A news analysis by Andy Brack, editor and publisher  |  It has been 50 years since candidate Richard Nixon put into action a South Carolina adviser’s plan to prey upon fear and race to get white voters to cast ballots for the GOP.

Devised as a “Southern strategy” by native son Harry Dent Sr., South Carolina political observers say the 1968 initiative is far from something in the history books.  Rather, it’s alive and well, a continuing font of inspiration for Republican campaigners in an age where rage and race fuels tweets from the current president on down.

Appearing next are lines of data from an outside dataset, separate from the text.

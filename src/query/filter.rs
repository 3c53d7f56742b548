//! In-memory filter evaluation.
//!
//! A [`FilterCriteria`] is first lowered into a list of [`Clause`]s holding only the restrictions
//! that are actually set. The in-memory evaluator here and the SQL compiler in `compile` both
//! consume that list, so an unset criterion is absent from both and passes everything.

use std::collections::BTreeSet;

use chrono::NaiveDate;

use crate::record::SaleRecord;

use super::types::{AgeBucket, Categorical, FilterCriteria};

/// One restriction; a record must satisfy every clause of a criteria.
#[derive(Debug, Clone, PartialEq, Eq)]
pub enum Clause<'a> {
    /// Name contains `folded` (ASCII case-insensitive) or phone contains `term` verbatim.
    Search { term: &'a str, folded: String },
    Member { field: Categorical, values: &'a BTreeSet<String> },
    AgeIn(&'a BTreeSet<AgeBucket>),
    AnyTag(&'a BTreeSet<String>),
    /// Record date on or after this day.
    DateFrom(NaiveDate),
}

impl FilterCriteria {
    /// Lower into clauses, resolving relative date windows against `as_of`.
    ///
    /// Order: search, region, gender, age, category, tags, payment method, date.
    #[must_use]
    pub fn clauses(&self, as_of: NaiveDate) -> Vec<Clause<'_>> {
        let mut out = Vec::new();
        if let Some(term) = self.search() {
            out.push(Clause::Search { term, folded: term.to_ascii_lowercase() });
        }
        let member = |field: Categorical| {
            let values = self.selected(field);
            (!values.is_empty()).then_some(Clause::Member { field, values })
        };
        out.extend(member(Categorical::CustomerRegion));
        out.extend(member(Categorical::Gender));
        if !self.age_buckets().is_empty() {
            out.push(Clause::AgeIn(self.age_buckets()));
        }
        out.extend(member(Categorical::ProductCategory));
        if !self.tags().is_empty() {
            out.push(Clause::AnyTag(self.tags()));
        }
        out.extend(member(Categorical::PaymentMethod));
        if let Some(window) = self.date_window() {
            out.push(Clause::DateFrom(window.cutoff(as_of)));
        }
        out
    }
}

impl Clause<'_> {
    #[must_use]
    pub fn matches(&self, r: &SaleRecord) -> bool {
        match self {
            Self::Search { term, folded } => {
                r.customer_name.to_ascii_lowercase().contains(folded.as_str())
                    || r.phone_number.contains(term)
            }
            Self::Member { field, values } => values.contains(field.value(r)),
            Self::AgeIn(buckets) => {
                r.age.is_some_and(|age| buckets.iter().any(|b| b.contains(age)))
            }
            Self::AnyTag(tags) => r.tag_tokens().any(|t| tags.contains(t)),
            Self::DateFrom(cutoff) => r.date.is_some_and(|d| d >= *cutoff),
        }
    }
}

/// True when `record` satisfies every clause of `criteria` on day `as_of`.
#[must_use]
pub fn matches(record: &SaleRecord, criteria: &FilterCriteria, as_of: NaiveDate) -> bool {
    matches_all(record, &criteria.clauses(as_of))
}

/// Evaluate pre-lowered clauses; lets callers lower once per query instead of once per record.
#[must_use]
pub fn matches_all(record: &SaleRecord, clauses: &[Clause<'_>]) -> bool {
    clauses.iter().all(|c| c.matches(record))
}

/// All records of `records` matching `criteria`, in their original order.
pub fn filter_records<'a>(
    records: &'a [SaleRecord],
    criteria: &FilterCriteria,
    as_of: NaiveDate,
) -> Vec<&'a SaleRecord> {
    let clauses = criteria.clauses(as_of);
    records.iter().filter(|r| matches_all(r, &clauses)).collect()
}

“[President Donald] Trump is not a GOP anomaly,” observed the Rev. Joseph Darby of Charleston.  “He’s the next step in the evolution of a GOP that’s blown coded and subtle racial ‘dog whistles’ for 50 years – dog whistles that increased in volume with the rise of Sarah Palin to the national stage and with the advent of the Tea Party as a reaction to President Obama’s election.”

But it’s important to consider another impact of the Southern strategy.  It didn’t just affect the Republican Party.  Over the last 50 years, it made the Democratic Party harsher and shriller as its members attempted to respond in kind using the politics of economics instead of the politics of race.  Democrats have tried, generally unsuccessfully in the South, to convince people to vote for then because the party’s programs and stances were in their economic interests.

Now in 2018, the Southern strategy has evolved into a national reality of everybody shouting at everyone else about everything.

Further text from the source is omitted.